Table 2: Clinical/outcomes inputs.
Value | Source | |
---|---|---|
Average number of severe hypoglycaemic events per year in T1D children | 0.32 | 20–23 |
Average number of severe hypoglycaemic events per year in T1D adults | 1 | 24–31 |
Increased risk for severe hypoglycaemia among patients with hypoglycaemia unawareness | 6-fold | 19, 32 |
Severe hypoglycaemic events requiring ambulance | 86% | 48 |
Severe hypoglycaemic events requiring accident and emergency | 59% | 48 |
Severe hypoglycaemic events requiring hospital admissions | 20% | 48 |
Reduction in severe hypoglycaemic events conferred by CGM | 59% | 33 |
Reduction in HbA1c conferred by CGM versus SMBG | 0.6% | 8 |
SMBG group: Frequency of fingersticks use | *8 | 49 |
CGM intervention group: Frequency of fingersticks use | 2.8 | 38 |
Avoided pump usage every year | 30% | 36, 8 |
*NICE guideline NG18 recommends self-monitoring ≥5 times per day in children, and one study in the report had a 90th percentile frequency of SMBG of 37/week.

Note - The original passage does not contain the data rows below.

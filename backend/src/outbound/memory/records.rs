//! Record-store port implementations over the in-memory maps.

use async_trait::async_trait;

use crate::domain::ports::{
    ClientRepository, ClientRepositoryError, DocumentRepository, DocumentRepositoryError,
    InviteRepository, InviteRepositoryError, NewDocumentRecord, NewTodoRecord, NewUserProfile,
    ProfileRepository, ProfileRepositoryError, TodoRepository, TodoRepositoryError,
};
use crate::domain::{
    AccessScope, ClientAccount, ClientAccountPatch, DocumentFile, DocumentStatus, EmailAddress,
    IdentityId, Invite, NewClientAccount, NewInvite, RecordId, Todo, TodoStatus, UserProfile,
    UserProfilePatch,
};

use super::{MemoryPlatform, read_guard, write_guard};

#[async_trait]
impl ClientRepository for MemoryPlatform {
    async fn list_all_ordered(&self) -> Result<Vec<ClientAccount>, ClientRepositoryError> {
        let mut records: Vec<ClientAccount> =
            read_guard(&self.clients).values().cloned().collect();
        records.sort_by(|a, b| b.created_at.cmp(&a.created_at));
        Ok(records)
    }

    async fn find_by_id(
        &self,
        id: &RecordId,
    ) -> Result<Option<ClientAccount>, ClientRepositoryError> {
        Ok(read_guard(&self.clients).get(id.as_str()).cloned())
    }

    async fn find_active_by_linked_user(
        &self,
        user: &IdentityId,
    ) -> Result<Vec<ClientAccount>, ClientRepositoryError> {
        Ok(read_guard(&self.clients)
            .values()
            .filter(|client| client.active && client.linked_user_id.as_ref() == Some(user))
            .cloned()
            .collect())
    }

    async fn list_assigned_to(
        &self,
        professional: &IdentityId,
        limit: usize,
    ) -> Result<Vec<ClientAccount>, ClientRepositoryError> {
        Ok(read_guard(&self.clients)
            .values()
            .filter(|client| {
                client.active && client.assigned_professional_ids.contains(professional)
            })
            .take(limit)
            .cloned()
            .collect())
    }

    async fn insert(
        &self,
        id: &RecordId,
        account: &NewClientAccount,
    ) -> Result<ClientAccount, ClientRepositoryError> {
        let now = self.now();
        let record = ClientAccount {
            id: id.clone(),
            linked_user_id: account.linked_user_id.clone(),
            name: account.name.clone(),
            email: account.email.clone(),
            assigned_professional_ids: Vec::new(),
            active: true,
            created_at: now,
            updated_at: now,
        };
        write_guard(&self.clients).insert(id.as_str().to_owned(), record.clone());
        Ok(record)
    }

    async fn merge(
        &self,
        id: &RecordId,
        patch: &ClientAccountPatch,
    ) -> Result<ClientAccount, ClientRepositoryError> {
        let now = self.now();
        let mut clients = write_guard(&self.clients);
        let record = clients
            .get_mut(id.as_str())
            .ok_or_else(|| ClientRepositoryError::missing(id.as_str()))?;
        if let Some(name) = &patch.name {
            record.name = name.clone();
        }
        if let Some(email) = &patch.email {
            record.email = Some(email.clone());
        }
        if let Some(link) = &patch.linked_user_id {
            record.linked_user_id = link.clone();
        }
        if let Some(active) = patch.active {
            record.active = active;
        }
        record.updated_at = now;
        Ok(record.clone())
    }

    async fn replace_assignments(
        &self,
        id: &RecordId,
        professional_ids: &[IdentityId],
    ) -> Result<ClientAccount, ClientRepositoryError> {
        let now = self.now();
        let mut clients = write_guard(&self.clients);
        let record = clients
            .get_mut(id.as_str())
            .ok_or_else(|| ClientRepositoryError::missing(id.as_str()))?;
        record.assigned_professional_ids = professional_ids.to_vec();
        record.updated_at = now;
        Ok(record.clone())
    }

    async fn delete(&self, id: &RecordId) -> Result<(), ClientRepositoryError> {
        write_guard(&self.clients).remove(id.as_str());
        Ok(())
    }
}

#[async_trait]
impl ProfileRepository for MemoryPlatform {
    async fn list_all(&self) -> Result<Vec<UserProfile>, ProfileRepositoryError> {
        Ok(read_guard(&self.profiles).values().cloned().collect())
    }

    async fn find_by_id(
        &self,
        id: &IdentityId,
    ) -> Result<Option<UserProfile>, ProfileRepositoryError> {
        Ok(read_guard(&self.profiles).get(id.as_str()).cloned())
    }

    async fn find_by_email(
        &self,
        email: &EmailAddress,
    ) -> Result<Option<UserProfile>, ProfileRepositoryError> {
        Ok(read_guard(&self.profiles)
            .values()
            .find(|profile| profile.email == *email)
            .cloned())
    }

    async fn insert(
        &self,
        profile: &NewUserProfile,
    ) -> Result<UserProfile, ProfileRepositoryError> {
        let record = UserProfile {
            id: profile.id.clone(),
            email: profile.email.clone(),
            name: profile.name.clone(),
            role: profile.role,
            active: true,
            created_at: self.now(),
        };
        write_guard(&self.profiles).insert(record.id.as_str().to_owned(), record.clone());
        Ok(record)
    }

    async fn merge(
        &self,
        id: &IdentityId,
        patch: &UserProfilePatch,
    ) -> Result<UserProfile, ProfileRepositoryError> {
        let mut profiles = write_guard(&self.profiles);
        let record = profiles
            .get_mut(id.as_str())
            .ok_or_else(|| ProfileRepositoryError::missing(id.as_str()))?;
        if let Some(name) = &patch.name {
            record.name = name.clone();
        }
        if let Some(active) = patch.active {
            record.active = active;
        }
        Ok(record.clone())
    }

    async fn delete(&self, id: &IdentityId) -> Result<(), ProfileRepositoryError> {
        write_guard(&self.profiles).remove(id.as_str());
        Ok(())
    }
}

#[async_trait]
impl InviteRepository for MemoryPlatform {
    async fn list_all(&self) -> Result<Vec<Invite>, InviteRepositoryError> {
        Ok(read_guard(&self.invites).values().cloned().collect())
    }

    async fn find_by_email(
        &self,
        email: &EmailAddress,
    ) -> Result<Option<Invite>, InviteRepositoryError> {
        Ok(read_guard(&self.invites).get(email.as_str()).cloned())
    }

    async fn put(&self, invite: &NewInvite) -> Result<Invite, InviteRepositoryError> {
        let record = Invite {
            email: invite.email.clone(),
            name: invite.name.clone(),
            role: invite.role,
            created_at: self.now(),
        };
        write_guard(&self.invites).insert(record.email.as_str().to_owned(), record.clone());
        Ok(record)
    }

    async fn delete(&self, email: &EmailAddress) -> Result<(), InviteRepositoryError> {
        write_guard(&self.invites).remove(email.as_str());
        Ok(())
    }
}

#[async_trait]
impl DocumentRepository for MemoryPlatform {
    async fn find_by_id(
        &self,
        id: &RecordId,
    ) -> Result<Option<DocumentFile>, DocumentRepositoryError> {
        Ok(read_guard(&self.documents).get(id.as_str()).cloned())
    }

    async fn list_for_client(
        &self,
        client_id: &RecordId,
        scope: &AccessScope,
        limit: usize,
    ) -> Result<Vec<DocumentFile>, DocumentRepositoryError> {
        Ok(read_guard(&self.documents)
            .values()
            .filter(|record| record.client_id == *client_id && scope.permits_linkage(&record.linkage))
            .take(limit)
            .cloned()
            .collect())
    }

    async fn list_scoped(
        &self,
        scope: &AccessScope,
        limit: usize,
    ) -> Result<Vec<DocumentFile>, DocumentRepositoryError> {
        Ok(read_guard(&self.documents)
            .values()
            .filter(|record| scope.permits_linkage(&record.linkage))
            .take(limit)
            .cloned()
            .collect())
    }

    async fn list_recent_ordered(
        &self,
        limit: usize,
    ) -> Result<Vec<DocumentFile>, DocumentRepositoryError> {
        let mut records: Vec<DocumentFile> =
            read_guard(&self.documents).values().cloned().collect();
        records.sort_by(|a, b| b.created_at.cmp(&a.created_at));
        records.truncate(limit);
        Ok(records)
    }

    async fn insert(
        &self,
        record: &NewDocumentRecord,
    ) -> Result<DocumentFile, DocumentRepositoryError> {
        let now = self.now();
        let stored = DocumentFile {
            id: record.id.clone(),
            client_id: record.client_id.clone(),
            uploaded_by: record.uploaded_by.clone(),
            uploaded_by_role: record.uploaded_by_role,
            category: record.category.clone(),
            note: record.note.clone(),
            file_name: record.file_name.clone(),
            file_type: record.file_type.clone(),
            file_size: record.file_size,
            storage_path: record.storage_path.clone(),
            download_url: record.download_url.clone(),
            status: DocumentStatus::Pending,
            linkage: record.linkage.clone(),
            created_at: now,
            updated_at: now,
        };
        write_guard(&self.documents).insert(stored.id.as_str().to_owned(), stored.clone());
        Ok(stored)
    }

    async fn merge_status<'a>(
        &'a self,
        id: &'a RecordId,
        status: DocumentStatus,
        note: Option<&'a str>,
    ) -> Result<DocumentFile, DocumentRepositoryError> {
        let now = self.now();
        let mut documents = write_guard(&self.documents);
        let record = documents
            .get_mut(id.as_str())
            .ok_or_else(|| DocumentRepositoryError::missing(id.as_str()))?;
        record.status = status;
        if let Some(note) = note {
            record.note = note.to_owned();
        }
        record.updated_at = now;
        Ok(record.clone())
    }

    async fn delete(&self, id: &RecordId) -> Result<(), DocumentRepositoryError> {
        write_guard(&self.documents).remove(id.as_str());
        Ok(())
    }
}

#[async_trait]
impl TodoRepository for MemoryPlatform {
    async fn find_by_id(&self, id: &RecordId) -> Result<Option<Todo>, TodoRepositoryError> {
        Ok(read_guard(&self.todos).get(id.as_str()).cloned())
    }

    async fn list_for_client(
        &self,
        client_id: &RecordId,
        scope: &AccessScope,
        limit: usize,
    ) -> Result<Vec<Todo>, TodoRepositoryError> {
        Ok(read_guard(&self.todos)
            .values()
            .filter(|record| record.client_id == *client_id && scope.permits_linkage(&record.linkage))
            .take(limit)
            .cloned()
            .collect())
    }

    async fn list_open_scoped(
        &self,
        scope: &AccessScope,
        limit: usize,
    ) -> Result<Vec<Todo>, TodoRepositoryError> {
        Ok(read_guard(&self.todos)
            .values()
            .filter(|record| {
                record.status == TodoStatus::Open && scope.permits_linkage(&record.linkage)
            })
            .take(limit)
            .cloned()
            .collect())
    }

    async fn insert(&self, record: &NewTodoRecord) -> Result<Todo, TodoRepositoryError> {
        let now = self.now();
        let stored = Todo {
            id: record.id.clone(),
            client_id: record.client_id.clone(),
            title: record.title.clone(),
            description: record.description.clone(),
            created_by: record.created_by.clone(),
            created_by_role: record.created_by_role,
            audience: record.audience,
            status: TodoStatus::Open,
            linkage: record.linkage.clone(),
            created_at: now,
            updated_at: now,
            resolved_at: None,
        };
        write_guard(&self.todos).insert(stored.id.as_str().to_owned(), stored.clone());
        Ok(stored)
    }

    async fn mark_resolved(&self, id: &RecordId) -> Result<Todo, TodoRepositoryError> {
        let now = self.now();
        let mut todos = write_guard(&self.todos);
        let record = todos
            .get_mut(id.as_str())
            .ok_or_else(|| TodoRepositoryError::missing(id.as_str()))?;
        record.status = TodoStatus::Resolved;
        record.resolved_at = Some(now);
        record.updated_at = now;
        Ok(record.clone())
    }
}
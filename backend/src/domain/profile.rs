//! User profiles resolved from the identity provider's identities.
//!
//! A profile is created exactly once, by redeeming an invite during the
//! setup flow. Its id is the authentication identity's id and its role is
//! fixed at creation; only the active flag (and display name) may change
//! afterwards.

use chrono::{DateTime, Utc};
use serde::{Deserialize, Serialize};
use utoipa::ToSchema;

use super::identity::{EmailAddress, IdentityId};
use super::role::Role;

/// An active portal user, keyed by the identity provider's id.
#[derive(Debug, Clone, PartialEq, Eq, Serialize, Deserialize, ToSchema)]
#[serde(rename_all = "camelCase")]
pub struct UserProfile {
    /// Identity id shared with the identity provider.
    pub id: IdentityId,
    /// Normalised email address the invite was issued to.
    pub email: EmailAddress,
    /// Display name carried over from the invite.
    pub name: String,
    /// Role fixed at invite redemption.
    pub role: Role,
    /// Deactivated profiles keep their records but cannot act.
    pub active: bool,
    /// Stamped by the record store on creation.
    pub created_at: DateTime<Utc>,
}

/// Partial update applied to an existing profile.
///
/// The role is deliberately absent: no update path changes it.
#[derive(Debug, Clone, Default, PartialEq, Eq, Deserialize, ToSchema)]
#[serde(rename_all = "camelCase")]
pub struct UserProfilePatch {
    /// Replacement display name, when present.
    pub name: Option<String>,
    /// Replacement active flag, when present.
    pub active: Option<bool>,
}

impl UserProfilePatch {
    /// Whether the patch carries no changes at all.
    #[must_use]
    pub fn is_empty(&self) -> bool {
        self.name.is_none() && self.active.is_none()
    }
}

The target population will have diabetes that is more difficult to manage than average, and many will wish to test more often because of a fear of hypoglycaemia. On this basis, the model assumes a testing frequency of eight per day. CGM = continuous glucose monitoring; HbA1c = glycated haemoglobin; SMBG = self-monitoring of blood glucose; T1D = type 1 diabetes.